== Your assignment ==
Only a number is wanted here: the count of lines in the data below where the string "radius" occurs.

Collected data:
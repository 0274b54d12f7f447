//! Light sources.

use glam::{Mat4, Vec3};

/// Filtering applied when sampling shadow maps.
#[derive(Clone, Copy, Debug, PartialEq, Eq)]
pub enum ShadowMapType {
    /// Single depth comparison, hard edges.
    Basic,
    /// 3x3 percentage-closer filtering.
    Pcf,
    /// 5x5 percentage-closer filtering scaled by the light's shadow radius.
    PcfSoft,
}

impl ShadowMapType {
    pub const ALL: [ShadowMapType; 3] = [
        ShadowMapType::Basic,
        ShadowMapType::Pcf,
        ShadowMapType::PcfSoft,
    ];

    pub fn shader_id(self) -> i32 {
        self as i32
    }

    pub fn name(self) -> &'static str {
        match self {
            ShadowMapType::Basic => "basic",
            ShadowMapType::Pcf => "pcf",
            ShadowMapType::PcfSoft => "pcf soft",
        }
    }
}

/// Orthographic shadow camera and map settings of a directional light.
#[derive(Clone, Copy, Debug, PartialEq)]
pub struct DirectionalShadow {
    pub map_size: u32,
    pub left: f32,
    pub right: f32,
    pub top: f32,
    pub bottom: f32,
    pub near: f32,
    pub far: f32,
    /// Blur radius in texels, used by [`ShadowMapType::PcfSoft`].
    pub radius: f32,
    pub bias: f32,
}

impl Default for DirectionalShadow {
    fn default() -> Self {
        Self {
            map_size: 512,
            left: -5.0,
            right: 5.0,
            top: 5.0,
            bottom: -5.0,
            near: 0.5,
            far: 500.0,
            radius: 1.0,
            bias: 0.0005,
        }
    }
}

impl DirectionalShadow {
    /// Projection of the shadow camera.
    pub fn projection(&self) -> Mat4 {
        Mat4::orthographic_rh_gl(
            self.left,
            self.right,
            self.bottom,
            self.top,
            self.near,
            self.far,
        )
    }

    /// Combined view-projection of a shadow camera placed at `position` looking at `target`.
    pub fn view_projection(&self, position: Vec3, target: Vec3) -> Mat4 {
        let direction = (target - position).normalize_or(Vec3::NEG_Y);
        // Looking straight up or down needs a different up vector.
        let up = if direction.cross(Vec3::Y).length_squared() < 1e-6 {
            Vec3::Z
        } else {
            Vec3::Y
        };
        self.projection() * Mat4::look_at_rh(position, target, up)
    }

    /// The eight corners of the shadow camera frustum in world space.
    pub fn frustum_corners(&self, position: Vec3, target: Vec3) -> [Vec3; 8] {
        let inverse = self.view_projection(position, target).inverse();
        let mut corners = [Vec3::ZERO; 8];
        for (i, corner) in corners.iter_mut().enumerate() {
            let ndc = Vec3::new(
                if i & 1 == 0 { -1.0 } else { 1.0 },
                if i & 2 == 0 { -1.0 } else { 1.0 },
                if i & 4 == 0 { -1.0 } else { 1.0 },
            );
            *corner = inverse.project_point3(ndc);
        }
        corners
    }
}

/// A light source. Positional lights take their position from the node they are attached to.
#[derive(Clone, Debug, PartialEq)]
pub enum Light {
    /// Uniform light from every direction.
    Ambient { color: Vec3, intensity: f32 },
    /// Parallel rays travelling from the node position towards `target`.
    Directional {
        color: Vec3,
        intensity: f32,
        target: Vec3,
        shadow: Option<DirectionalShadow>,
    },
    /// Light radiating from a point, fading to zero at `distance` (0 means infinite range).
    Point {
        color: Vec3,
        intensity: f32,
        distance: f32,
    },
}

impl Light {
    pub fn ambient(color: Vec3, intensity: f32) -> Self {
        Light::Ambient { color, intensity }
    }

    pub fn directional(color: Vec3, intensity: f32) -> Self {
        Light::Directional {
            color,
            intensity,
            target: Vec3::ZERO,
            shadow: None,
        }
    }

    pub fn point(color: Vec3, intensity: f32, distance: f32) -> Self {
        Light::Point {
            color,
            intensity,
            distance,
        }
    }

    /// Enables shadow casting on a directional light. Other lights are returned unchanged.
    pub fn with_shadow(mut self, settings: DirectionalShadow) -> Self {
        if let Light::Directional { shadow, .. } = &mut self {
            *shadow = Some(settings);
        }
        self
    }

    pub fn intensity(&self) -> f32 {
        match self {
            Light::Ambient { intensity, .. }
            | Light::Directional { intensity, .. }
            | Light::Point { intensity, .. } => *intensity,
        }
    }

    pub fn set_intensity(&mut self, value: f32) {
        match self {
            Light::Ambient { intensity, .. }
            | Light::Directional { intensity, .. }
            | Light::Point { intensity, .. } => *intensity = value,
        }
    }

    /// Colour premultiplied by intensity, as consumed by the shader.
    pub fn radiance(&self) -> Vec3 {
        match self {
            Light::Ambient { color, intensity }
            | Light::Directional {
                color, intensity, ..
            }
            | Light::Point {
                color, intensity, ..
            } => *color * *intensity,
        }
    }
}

== Solution below ==
4